II. Construction of the contract

Appellant's first argument is that the trial court improperly construed the contract. Appellant argues that the contract lacks a schedule of payments. Appellant references his own testimony at trial as support for his position that respondent agreed that he could make payments whenever he was able to do so.

Appellant's testimony that the parties agreed he could make payments whenever he was able was not considered by the trial court due to the prior sanction order. Appellant does not argue that the sanction order was an abuse of discretion or that the trial court improperly declined to consider his evidence. However, regardless of the evidentiary sanction, we would affirm the trial court's construction of the contract.

Parol evidence, such as appellant's testimony, may be admissible to construe an ambiguity in a contract. (Winet v. Price (1992) 4 Cal.App.4th 1159, 1165.) In determining whether to admit such evidence, the question is "whether the evidence presented is relevant to prove a meaning to which the [contractual] language is `reasonably susceptible.' [Citation.]" (Ibid.) If, in light of the extrinsic evidence, the court decides the language of the contract is "reasonably susceptible" to the interpretation urged, the extrinsic evidence is then admitted to aid in the interpretation of the contract. (Ibid.)

We find that the contract is not reasonably susceptible to the interpretation advocated by appellant — specifically, that he could repay the money whenever he was able to repay it. Instead, the contract contains a directive that the first payment shall be made no later than August 12, 2012, in an amount of $2,000 or more. This express language suggests that appellant was expected to make regular payments starting exactly one month after respondent made the loan. This language is completely contrary to appellant's position. Thus, the contract is not susceptible to appellant's interpretation.

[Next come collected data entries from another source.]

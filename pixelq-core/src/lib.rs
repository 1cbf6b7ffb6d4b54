#![warn(missing_docs)]
//! A library for training value-based agents on arcade games from raw pixels.
//!
//! The crate provides the storage and orchestration side of off-policy
//! temporal-difference learning: a circular replay memory over compact
//! frames, the preprocessing pipeline that turns raw observations into
//! network-ready tensors, exploration schedules and the training loop
//! itself. The value function is an external collaborator behind the
//! [`ValueEstimator`] trait, the game behind the [`Env`] trait.
pub mod error;
pub use error::PixelqError;

pub mod expert;
pub mod policy;
pub mod preprocess;
pub mod record;
pub mod replay;
pub mod shaping;
pub mod trace;
pub mod util;

mod base;
pub use base::{CompactFrame, Env, EnvStep, NetFrame, RgbFrame, StackedState, ValueEstimator};

mod trainer;
pub use trainer::{Trainer, TrainerConfig, TrainingState};

mod evaluator;
pub use evaluator::Evaluator;
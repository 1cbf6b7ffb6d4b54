//! Sliding window over the most recent processed frames.
use crate::{
    error::PixelqError,
    {NetFrame, StackedState},
};
use anyhow::Result;
use ndarray::{s, Array3};
use std::collections::VecDeque;

/// Holds the last `length` processed frames, oldest first.
///
/// A rollout drives two independently sized instances with the same frame
/// sequence: one sized to what the network consumes, one wider for
/// movement-difference reward shaping.
pub struct HistoryStack {
    length: usize,
    frame_height: usize,
    frame_width: usize,
    frames: VecDeque<NetFrame>,
}

impl HistoryStack {
    /// Constructs a stack holding `length` frames of the given size.
    pub fn new(length: usize, frame_height: usize, frame_width: usize) -> Result<Self> {
        if length == 0 {
            return Err(PixelqError::InvalidArgument("history length must be positive".into()).into());
        }
        Ok(Self {
            length,
            frame_height,
            frame_width,
            frames: VecDeque::with_capacity(length),
        })
    }

    /// Appends `frame`, dropping the oldest when exceeding the window
    /// length, and returns the current window as a `(length, h, w)` tensor.
    /// Slots before the first seen frames are the zero frame.
    pub fn process_state_for_network(&mut self, frame: NetFrame) -> StackedState {
        self.frames.push_back(frame);
        if self.frames.len() > self.length {
            self.frames.pop_front();
        }
        self.stacked()
    }

    /// Returns the current window without pushing a new frame.
    pub fn stacked(&self) -> StackedState {
        let mut out = Array3::<f32>::zeros((self.length, self.frame_height, self.frame_width));
        let pad = self.length - self.frames.len();
        for (k, f) in self.frames.iter().enumerate() {
            out.slice_mut(s![pad + k, .., ..]).assign(f);
        }
        out
    }

    /// Number of frames the window holds when full.
    pub fn length(&self) -> usize {
        self.length
    }

    /// Clears all held frames.
    pub fn reset(&mut self) {
        self.frames.clear();
    }
}
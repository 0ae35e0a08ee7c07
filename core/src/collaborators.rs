//! External programs the pipeline hands work to.
//!
//! Both collaborators are blocking calls without a timeout; a hang stalls the
//! pipeline. Their output is forwarded to the log and not interpreted.

use crate::config::{FetcherSettings, ProcessorSettings};
use std::ffi::OsString;
use std::path::{Path, PathBuf};
use std::process::{Command, Output};
use thiserror::Error;
use tracing::{debug, info, warn};

const SCRIPT_BRIDGE: &str = "osascript";

#[derive(Debug, Error)]
pub enum CollaboratorError {
    #[error("cannot start {}: {source}", program.display())]
    Spawn {
        program: PathBuf,
        #[source]
        source: std::io::Error,
    },
    #[error("{} exited with {status}: {stderr}", program.display())]
    Failed {
        program: PathBuf,
        status: std::process::ExitStatus,
        stderr: String,
    },
    #[error("script {} not found", path.display())]
    ScriptMissing { path: PathBuf },
}

/// Populates a folder with recently taken photos.
pub trait PhotoFetcher {
    fn fetch(&self, destination: &Path, lookback_hours: u32) -> Result<(), CollaboratorError>;
}

/// Runs the focus-stacking application over a grouped folder.
pub trait ImageProcessor {
    fn process(&self, script: &Path, grouped_path: &Path) -> Result<(), CollaboratorError>;
}

/// Runs `program [args..] <destination> <lookback_hours>`.
#[derive(Debug, Clone)]
pub struct CommandFetcher {
    program: PathBuf,
    args: Vec<String>,
}

impl CommandFetcher {
    pub fn new(program: impl Into<PathBuf>, args: Vec<String>) -> Self {
        Self {
            program: program.into(),
            args,
        }
    }
}

impl From<&FetcherSettings> for CommandFetcher {
    fn from(settings: &FetcherSettings) -> Self {
        Self::new(settings.program.clone(), settings.args.clone())
    }
}

impl PhotoFetcher for CommandFetcher {
    fn fetch(&self, destination: &Path, lookback_hours: u32) -> Result<(), CollaboratorError> {
        info!(
            destination = %destination.display(),
            lookback_hours,
            "fetching photos"
        );
        let mut command = Command::new(&self.program);
        command
            .args(&self.args)
            .arg(destination)
            .arg(lookback_hours.to_string());
        run(&self.program, command)
    }
}

/// Asks an application to run a script through `osascript`.
#[derive(Debug, Clone)]
pub struct ScriptBridgeProcessor {
    application: String,
    quit_after: bool,
    bridge: PathBuf,
}

impl ScriptBridgeProcessor {
    pub fn new(application: impl Into<String>, quit_after: bool) -> Self {
        Self {
            application: application.into(),
            quit_after,
            bridge: PathBuf::from(SCRIPT_BRIDGE),
        }
    }

    /// Uses another bridge executable instead of `osascript`.
    pub fn with_bridge(mut self, bridge: impl Into<PathBuf>) -> Self {
        self.bridge = bridge.into();
        self
    }

    fn bridge_command(&self, statement: String) -> Command {
        let mut command = Command::new(&self.bridge);
        command.arg("-e").arg(statement);
        command
    }
}

impl From<&ProcessorSettings> for ScriptBridgeProcessor {
    fn from(settings: &ProcessorSettings) -> Self {
        Self::new(settings.application.clone(), settings.quit_after)
    }
}

impl ImageProcessor for ScriptBridgeProcessor {
    fn process(&self, script: &Path, grouped_path: &Path) -> Result<(), CollaboratorError> {
        if !script.is_file() {
            return Err(CollaboratorError::ScriptMissing {
                path: script.to_path_buf(),
            });
        }
        info!(
            application = %self.application,
            script = %script.display(),
            folder = %grouped_path.display(),
            "running processing script"
        );
        let statement = run_script_statement(&self.application, script, grouped_path);
        run(&self.bridge, self.bridge_command(statement))?;

        if self.quit_after {
            let statement = format!("tell application \"{}\" to quit", escape(&self.application));
            if let Err(error) = run(&self.bridge, self.bridge_command(statement)) {
                warn!(%error, application = %self.application, "could not quit application");
            }
        }
        Ok(())
    }
}

/// AppleScript statement that runs `script` with `grouped_path` as its only
/// argument.
pub fn run_script_statement(application: &str, script: &Path, grouped_path: &Path) -> String {
    format!(
        "tell application \"{}\" to do javascript of file \"{}\" with arguments {{\"{}\"}}",
        escape(application),
        escape(&script.to_string_lossy()),
        escape(&grouped_path.to_string_lossy())
    )
}

fn escape(value: &str) -> String {
    value.replace('\\', "\\\\").replace('"', "\\\"")
}

fn run(program: &Path, mut command: Command) -> Result<(), CollaboratorError> {
    let args: Vec<OsString> = command.get_args().map(OsString::from).collect();
    debug!(program = %program.display(), ?args, "running collaborator");
    let Output {
        status,
        stdout,
        stderr,
    } = command.output().map_err(|source| CollaboratorError::Spawn {
        program: program.to_path_buf(),
        source,
    })?;

    for line in String::from_utf8_lossy(&stdout).lines().filter(|l| !l.is_empty()) {
        info!(program = %program.display(), "{}", line);
    }
    let stderr = String::from_utf8_lossy(&stderr).trim().to_string();
    if !status.success() {
        return Err(CollaboratorError::Failed {
            program: program.to_path_buf(),
            status,
            stderr,
        });
    }
    if !stderr.is_empty() {
        warn!(program = %program.display(), "{}", stderr);
    }
    Ok(())
}

#[cfg(test)]
mod tests {
    use super::*;
    use std::fs;
    use tempfile::tempdir;

    #[test]
    fn statement_quotes_paths() {
        let statement = run_script_statement(
            "Adobe Photoshop 2024",
            Path::new("/scripts/stacker.jsx"),
            Path::new("/photos/!newstack/fs"),
        );
        assert_eq!(
            statement,
            "tell application \"Adobe Photoshop 2024\" to do javascript of file \
             \"/scripts/stacker.jsx\" with arguments {\"/photos/!newstack/fs\"}"
        );
    }

    #[test]
    fn statement_escapes_quotes() {
        let statement = run_script_statement("App", Path::new("a\"b.jsx"), Path::new("/x"));
        assert!(statement.contains("a\\\"b.jsx"));
    }

    #[test]
    fn missing_script_is_reported() {
        let dir = tempdir().unwrap();
        let processor = ScriptBridgeProcessor::new("App", false);
        let error = processor
            .process(&dir.path().join("none.jsx"), dir.path())
            .unwrap_err();
        assert!(matches!(error, CollaboratorError::ScriptMissing { .. }));
    }

    #[test]
    fn missing_program_fails_to_spawn() {
        let dir = tempdir().unwrap();
        let fetcher = CommandFetcher::new(dir.path().join("no-such-fetcher"), Vec::new());
        let error = fetcher.fetch(dir.path(), 24).unwrap_err();
        assert!(matches!(error, CollaboratorError::Spawn { .. }));
    }

    #[cfg(unix)]
    #[test]
    fn fetcher_receives_destination_and_hours() {
        let dir = tempdir().unwrap();
        let fetcher = CommandFetcher::new(
            "sh",
            vec![
                String::from("-c"),
                String::from("printf %s \"$1\" > \"$0/hours.txt\""),
            ],
        );
        fetcher.fetch(dir.path(), 36).unwrap();
        let written = fs::read_to_string(dir.path().join("hours.txt")).unwrap();
        assert_eq!(written, "36");
    }

    #[cfg(unix)]
    #[test]
    fn failing_program_is_an_error() {
        let dir = tempdir().unwrap();
        let fetcher = CommandFetcher::new(
            "sh",
            vec![String::from("-c"), String::from("echo nope >&2; exit 3")],
        );
        match fetcher.fetch(dir.path(), 1).unwrap_err() {
            CollaboratorError::Failed { stderr, status, .. } => {
                assert_eq!(stderr, "nope");
                assert_eq!(status.code(), Some(3));
            }
            other => panic!("unexpected error: {}", other),
        }
    }

    #[cfg(unix)]
    #[test]
    fn processor_succeeds_when_bridge_succeeds() {
        let dir = tempdir().unwrap();
        let script = dir.path().join("stacker.jsx");
        fs::write(&script, b"// script").unwrap();
        let processor = ScriptBridgeProcessor::new("Stacker", true).with_bridge("echo");
        processor.process(&script, dir.path()).unwrap();
    }

    #[cfg(unix)]
    #[test]
    fn processor_reports_bridge_failure() {
        let dir = tempdir().unwrap();
        let script = dir.path().join("stacker.jsx");
        fs::write(&script, b"// script").unwrap();
        let processor = ScriptBridgeProcessor::new("Stacker", false).with_bridge("false");
        let error = processor.process(&script, dir.path()).unwrap_err();
        assert!(matches!(error, CollaboratorError::Failed { .. }));
    }
}
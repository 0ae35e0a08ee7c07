//! Work folder discovery and the acquire/group decision.
//!
//! All workflow state lives in the filesystem: a storage root holds work
//! folders named `<base>`, `<base>_1`, `<base>_2`, ... and the contents of the
//! highest one decide what happens next.

use crate::scanner::has_image_files;
use regex::Regex;
use std::fmt::{Display, Formatter};
use std::fs;
use std::path::{Path, PathBuf};
use thiserror::Error;
use tracing::{debug, info};

/// One acquisition/grouping cycle's folder.
#[derive(Debug, Clone, PartialEq, Eq)]
pub struct WorkFolder {
    pub base_name: String,
    pub increment: u32,
    pub path: PathBuf,
}

impl WorkFolder {
    pub fn new(storage_root: &Path, base_name: &str, increment: u32) -> Self {
        let name = folder_name(base_name, increment);
        Self {
            base_name: base_name.to_string(),
            increment,
            path: storage_root.join(name),
        }
    }

    /// Parses `dir_name` as `<base>` or `<base>_<n>`; anything else is `None`.
    pub fn parse(storage_root: &Path, base_name: &str, dir_name: &str) -> Option<Self> {
        Self::parse_with(&name_pattern(base_name), storage_root, base_name, dir_name)
    }

    fn parse_with(
        pattern: &Regex,
        storage_root: &Path,
        base_name: &str,
        dir_name: &str,
    ) -> Option<Self> {
        let captures = pattern.captures(dir_name)?;
        let increment = match captures.get(1) {
            Some(digits) => digits.as_str().parse().ok()?,
            None => 0,
        };
        // Keep the name found on disk; `batch_007` is not `batch_7`.
        Some(Self {
            base_name: base_name.to_string(),
            increment,
            path: storage_root.join(dir_name),
        })
    }

    pub fn name(&self) -> String {
        match self.path.file_name() {
            Some(name) => name.to_string_lossy().into_owned(),
            None => folder_name(&self.base_name, self.increment),
        }
    }

    /// The folder for the following cycle.
    pub fn next(&self, storage_root: &Path) -> Result<Self, WorkflowError> {
        let increment = self
            .increment
            .checked_add(1)
            .ok_or_else(|| WorkflowError::IncrementExhausted {
                path: self.path.clone(),
            })?;
        Ok(Self::new(storage_root, &self.base_name, increment))
    }

    pub fn grouped_path(&self, grouped_folder_name: &str) -> PathBuf {
        self.path.join(grouped_folder_name)
    }

    /// Creates the folder when it does not exist yet.
    pub fn ensure_exists(&self) -> Result<(), WorkflowError> {
        if self.path.is_dir() {
            return Ok(());
        }
        fs::create_dir_all(&self.path).map_err(|source| WorkflowError::CreateFolder {
            path: self.path.clone(),
            source,
        })?;
        info!(path = %self.path.display(), "created work folder");
        Ok(())
    }
}

fn name_pattern(base_name: &str) -> Regex {
    Regex::new(&format!(r"^{}(?:_(\d+))?$", regex::escape(base_name)))
        .expect("escaped base name is a valid regex")
}

fn folder_name(base_name: &str, increment: u32) -> String {
    if increment == 0 {
        base_name.to_string()
    } else {
        format!("{}_{}", base_name, increment)
    }
}

/// Observed condition of a work folder.
#[derive(Debug, Clone, Copy, PartialEq, Eq)]
pub enum FolderState {
    NotExists,
    Empty,
    ReadyForGrouper,
    Completed,
}

/// What the pipeline should do with the chosen folder.
#[derive(Debug, Clone, Copy, PartialEq, Eq)]
pub enum Action {
    AcquirePhotos,
    GroupPhotos,
}

impl Display for Action {
    fn fmt(&self, f: &mut Formatter<'_>) -> std::fmt::Result {
        match self {
            Self::AcquirePhotos => write!(f, "acquire photos"),
            Self::GroupPhotos => write!(f, "group photos"),
        }
    }
}

#[derive(Debug, Error)]
pub enum WorkflowError {
    #[error("cannot create storage root {}: {source}", path.display())]
    StorageRootUnavailable {
        path: PathBuf,
        #[source]
        source: std::io::Error,
    },
    #[error("cannot list storage root {}: {source}", path.display())]
    ListStorageRoot {
        path: PathBuf,
        #[source]
        source: std::io::Error,
    },
    #[error("work folder {} disappeared while its state was being read", path.display())]
    FolderVanished { path: PathBuf },
    #[error("work folder {} has the largest possible increment", path.display())]
    IncrementExhausted { path: PathBuf },
    #[error("cannot create work folder {}: {source}", path.display())]
    CreateFolder {
        path: PathBuf,
        #[source]
        source: std::io::Error,
    },
}

/// Inspects a folder. A grouped-output subfolder wins over everything else.
pub fn folder_state(path: &Path, grouped_folder_name: &str, extensions: &[String]) -> FolderState {
    if !path.is_dir() {
        return FolderState::NotExists;
    }
    if path.join(grouped_folder_name).is_dir() {
        FolderState::Completed
    } else if has_image_files(path, extensions) {
        FolderState::ReadyForGrouper
    } else {
        FolderState::Empty
    }
}

/// Work folders directly under `storage_root`, ascending by increment.
pub fn find_work_folders(
    storage_root: &Path,
    base_name: &str,
) -> Result<Vec<WorkFolder>, WorkflowError> {
    if !storage_root.exists() {
        return Ok(Vec::new());
    }
    let entries = fs::read_dir(storage_root).map_err(|source| WorkflowError::ListStorageRoot {
        path: storage_root.to_path_buf(),
        source,
    })?;

    let pattern = name_pattern(base_name);
    let mut folders: Vec<WorkFolder> = entries
        .filter_map(Result::ok)
        .filter(|entry| entry.path().is_dir())
        .filter_map(|entry| {
            let name = entry.file_name();
            WorkFolder::parse_with(&pattern, storage_root, base_name, name.to_str()?)
        })
        .collect();
    folders.sort_by(|a, b| a.increment.cmp(&b.increment).then_with(|| a.path.cmp(&b.path)));
    Ok(folders)
}

/// Chooses the next action and the folder it applies to.
///
/// Creates `storage_root` if it is missing. The work folder itself is not
/// created here; see [`WorkFolder::ensure_exists`].
pub fn decide(
    storage_root: &Path,
    base_pattern: &str,
    grouped_folder_name: &str,
    extensions: &[String],
) -> Result<(Action, WorkFolder), WorkflowError> {
    if !storage_root.exists() {
        fs::create_dir_all(storage_root).map_err(|source| {
            WorkflowError::StorageRootUnavailable {
                path: storage_root.to_path_buf(),
                source,
            }
        })?;
        info!(path = %storage_root.display(), "created storage root");
    }

    let base_name = base_pattern.trim_start_matches('/');
    let folders = find_work_folders(storage_root, base_name)?;
    let Some(latest) = folders.last() else {
        let folder = WorkFolder::new(storage_root, base_name, 0);
        debug!(folder = %folder.path.display(), "no work folders yet");
        return Ok((Action::AcquirePhotos, folder));
    };

    let state = folder_state(&latest.path, grouped_folder_name, extensions);
    debug!(folder = %latest.path.display(), ?state, "latest work folder");
    match state {
        FolderState::Completed => Ok((Action::AcquirePhotos, latest.next(storage_root)?)),
        FolderState::ReadyForGrouper => Ok((Action::GroupPhotos, latest.clone())),
        FolderState::Empty => Ok((Action::AcquirePhotos, latest.clone())),
        FolderState::NotExists => Err(WorkflowError::FolderVanished {
            path: latest.path.clone(),
        }),
    }
}
//! Focus-stack grouping engine for StackDealer.
//!
//! Photos shot in quick bursts are clustered by capture time, each burst is
//! moved into its own folder under a reserved "grouped" folder, and a simple
//! filesystem-backed state machine decides whether the next cycle should fetch
//! new photos or group the ones already present. The binary crate wires these
//! pieces to a command line; everything with invariants lives here.

pub mod cluster;
pub mod collaborators;
pub mod config;
pub mod grouper;
pub mod materialize;
pub mod pipeline;
pub mod progress;
pub mod reporting;
pub mod scanner;
pub mod timestamps;
pub mod workflow;

pub use cluster::{cluster, ClusterParams, ClusteringResult, PhotoRecord, Stack};
pub use collaborators::{
    CollaboratorError, CommandFetcher, ImageProcessor, PhotoFetcher, ScriptBridgeProcessor,
};
pub use config::{ConfigError, FetcherSettings, ProcessorSettings, Settings};
pub use grouper::{
    group_folder, GroupError, GroupOutcome, GroupReport, EXIT_FAILURE, EXIT_GROUPED,
    EXIT_NO_FILES, EXIT_NO_GROUPS,
};
pub use materialize::{
    materialize, stack_folder_name, MaterializeError, MaterializeOutcome, MaterializeStats,
};
pub use pipeline::{run, Collaborators, PipelineError, PipelineReport, Processing};
pub use reporting::{print_summary, write_json, ReportingError};
pub use scanner::{default_extensions, list_image_files, scan, ScanSummary};
pub use timestamps::{ExifTimestampReader, TimestampError, TimestampReader};
pub use workflow::{decide, folder_state, Action, FolderState, WorkFolder, WorkflowError};
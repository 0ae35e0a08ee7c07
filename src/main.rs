mod cli;

use anyhow::{Context, Result};
use clap::Parser;
use cli::{Cli, Command, DecideArgs, GroupArgs, RunArgs};
use stackdealer_core::{
    decide, group_folder, print_summary, progress, run, write_json, Collaborators,
    CommandFetcher, ExifTimestampReader, GroupOutcome, ImageProcessor, PhotoFetcher, Processing,
    ScriptBridgeProcessor, Settings, EXIT_FAILURE,
};
use std::path::{Path, PathBuf};
use tracing::{debug, info};
use tracing_subscriber::EnvFilter;

fn main() {
    let cli = Cli::parse();
    init_tracing(cli.verbose, cli.quiet);

    let result = match &cli.command {
        Command::Run(args) => run_pipeline(&cli, args),
        Command::Group(args) => run_group(&cli, args),
        Command::Decide(args) => run_decide(&cli, args),
    };

    match result {
        Ok(code) => std::process::exit(code),
        Err(error) => {
            eprintln!("error: {:#}", error);
            std::process::exit(EXIT_FAILURE);
        }
    }
}

fn init_tracing(verbose: u8, quiet: bool) {
    let default_level = match (quiet, verbose) {
        (true, _) => "warn",
        (false, 0) => "info",
        (false, 1) => "debug",
        (false, _) => "trace",
    };
    let filter =
        EnvFilter::try_from_default_env().unwrap_or_else(|_| EnvFilter::new(default_level));
    tracing_subscriber::fmt()
        .with_env_filter(filter)
        .with_writer(std::io::stderr)
        .init();
}

fn load_settings(config: Option<&Path>) -> Result<Settings> {
    match config {
        Some(path) => Settings::load(path)
            .with_context(|| format!("loading settings from {}", path.display())),
        None => Settings::load_or_default().context("loading settings"),
    }
}

fn with_storage_root(mut settings: Settings, storage_root: Option<&PathBuf>) -> Settings {
    if let Some(root) = storage_root {
        settings.storage_root = Some(root.clone());
    }
    settings
}

fn run_group(cli: &Cli, args: &GroupArgs) -> Result<i32> {
    let settings = args.grouping.apply(load_settings(cli.config.as_deref())?)?;
    let progress_bar = progress::folder_progress(cli.quiet);

    let outcome = group_folder(&args.folder, &settings, &ExifTimestampReader, &progress_bar)
        .with_context(|| format!("grouping {}", args.folder.display()))?;
    progress_bar.finish_and_clear();

    print_summary(&outcome);
    if let Some(path) = &args.report {
        write_report(&outcome, path)?;
    }
    Ok(outcome.exit_code())
}

fn run_pipeline(cli: &Cli, args: &RunArgs) -> Result<i32> {
    let settings = args.grouping.apply(with_storage_root(
        load_settings(cli.config.as_deref())?,
        args.storage_root.as_ref(),
    ))?;

    let fetcher = settings.fetcher.as_ref().map(CommandFetcher::from);
    let processor = settings
        .processor
        .as_ref()
        .map(|processor| (ScriptBridgeProcessor::from(processor), processor.script.clone()));
    let collaborators = Collaborators {
        reader: &ExifTimestampReader,
        fetcher: fetcher.as_ref().map(|fetcher| fetcher as &dyn PhotoFetcher),
        processing: processor.as_ref().map(|(processor, script)| Processing {
            processor: processor as &dyn ImageProcessor,
            script: script.clone(),
        }),
    };

    let progress_bar = progress::folder_progress(cli.quiet);
    let report = run(&settings, &collaborators, &progress_bar).context("pipeline run failed")?;
    progress_bar.finish_and_clear();

    println!("{} in {}", report.action, report.folder.path.display());
    print_summary(&report.outcome);
    if let Some(path) = &args.report {
        write_report(&report.outcome, path)?;
    }
    if report.processed {
        println!("Processing finished.");
    }
    debug!(exit_code = report.outcome.exit_code(), "pipeline cycle done");
    // Empty or sparse folders are a normal end of a cycle here.
    Ok(0)
}

fn run_decide(cli: &Cli, args: &DecideArgs) -> Result<i32> {
    let settings = with_storage_root(
        load_settings(cli.config.as_deref())?,
        args.storage_root.as_ref(),
    );
    let storage_root = settings.storage_root()?;
    let (action, folder) = decide(
        storage_root,
        &settings.folder_base_pattern,
        &settings.grouped_folder_name,
        &settings.supported_extensions,
    )
    .with_context(|| format!("inspecting {}", storage_root.display()))?;
    println!("{}: {}", action, folder.path.display());
    Ok(0)
}

fn write_report(outcome: &GroupOutcome, path: &Path) -> Result<()> {
    write_json(outcome, path)?;
    info!(path = %path.display(), "grouping report written");
    Ok(())
}
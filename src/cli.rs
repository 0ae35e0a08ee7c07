use clap::{ArgAction, Args, Parser, Subcommand};
use stackdealer_core::{ConfigError, Settings};
use std::path::PathBuf;

#[derive(Debug, Parser)]
#[command(
    name = "stackdealer",
    version,
    about = "Groups focus-stacking bursts into folders and drives the ingest pipeline"
)]
pub struct Cli {
    /// Settings file (TOML). Defaults to ./stackdealer.toml, then the user config dir.
    #[arg(long, global = true, env = "STACKDEALER_CONFIG")]
    pub config: Option<PathBuf>,

    /// More log output; repeat for trace level.
    #[arg(short, long, global = true, action = ArgAction::Count)]
    pub verbose: u8,

    /// Only warnings and errors, no progress bar.
    #[arg(short, long, global = true, conflicts_with = "verbose")]
    pub quiet: bool,

    #[command(subcommand)]
    pub command: Command,
}

#[derive(Debug, Subcommand)]
pub enum Command {
    /// Decide, fetch, group and process one work folder.
    Run(RunArgs),
    /// Group the photos of one folder. Exit status: 0 grouped, 1 no usable
    /// photos, 2 no stacks formed, 3 error.
    Group(GroupArgs),
    /// Print the next workflow action without changing anything but the
    /// storage root.
    Decide(DecideArgs),
}

#[derive(Debug, Args)]
pub struct RunArgs {
    #[arg(long)]
    pub storage_root: Option<PathBuf>,

    #[command(flatten)]
    pub grouping: GroupingOverrides,

    /// Write a JSON grouping report to this path.
    #[arg(long)]
    pub report: Option<PathBuf>,
}

#[derive(Debug, Args)]
pub struct GroupArgs {
    /// Folder holding the photos to group.
    pub folder: PathBuf,

    #[command(flatten)]
    pub grouping: GroupingOverrides,

    /// Write a JSON grouping report to this path.
    #[arg(long)]
    pub report: Option<PathBuf>,
}

#[derive(Debug, Args)]
pub struct DecideArgs {
    #[arg(long)]
    pub storage_root: Option<PathBuf>,
}

/// Command line values that take precedence over the settings file.
#[derive(Debug, Default, Args)]
pub struct GroupingOverrides {
    /// Largest gap in seconds between photos of one stack.
    #[arg(long)]
    pub max_delta: Option<f64>,

    /// Shortest run kept as a stack.
    #[arg(long)]
    pub min_len: Option<usize>,

    /// Stacks longer than this are reported.
    #[arg(long)]
    pub warn_len: Option<usize>,

    /// Name of the grouped output folder.
    #[arg(long)]
    pub grouped_folder: Option<String>,
}

impl GroupingOverrides {
    pub fn apply(&self, mut settings: Settings) -> Result<Settings, ConfigError> {
        if let Some(max_delta) = self.max_delta {
            settings.max_time_delta = max_delta;
        }
        if let Some(min_len) = self.min_len {
            settings.min_stack_len = min_len;
        }
        if let Some(warn_len) = self.warn_len {
            settings.warn_stack_len = warn_len;
        }
        if let Some(name) = &self.grouped_folder {
            settings.grouped_folder_name = name.clone();
        }
        settings.validate()?;
        Ok(settings)
    }
}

In sum, the trial court did not err in rejecting appellant's argument that the loan was to be paid "whenever" appellant was able to repay it.

III. Mutual consent

Appellant next argues that there was no mutual consent, thus the loan agreements between the parties are not enforceable. Appellant cites Weddington Productions, Inc. v. Flick (1998) 60 Cal.App.4th 793 for the proposition that consent must be mutual. As stated in Weddington," `[t]he existence of mutual consent is determined by objective rather than subjective criteria, the test being what the outward manifestations of consent would lead a reasonable person to believe.' [Citation.]" (Id. at p. 811.) Appellant appears to argue that there is no manifestation of assent to the same thing by both parties in this matter. However, appellant provides no factual explanation.

"[T]he primary focus in determining the existence of mutual consent is upon the acts of the parties involved." (Meyer v. Benko (1976) 55 Cal.App.3d 937, 943.) Thus, the fact that a document was signed by both parties indicates that the parties entered into an enforceable agreement. (Ibid.) "`The general rule is that when a person with the capacity of reading and understanding an instrument signs it, he is, in the absence of fraud and imposition, bound by its contents, and is estopped from saying that its explicit provisions are contrary to his intentions or understanding.' [Citation.]" (Ibid.) Here, the evidence that appellant signed the written loan agreement shows his consent to its terms, including the provision that repayment was to begin the following month.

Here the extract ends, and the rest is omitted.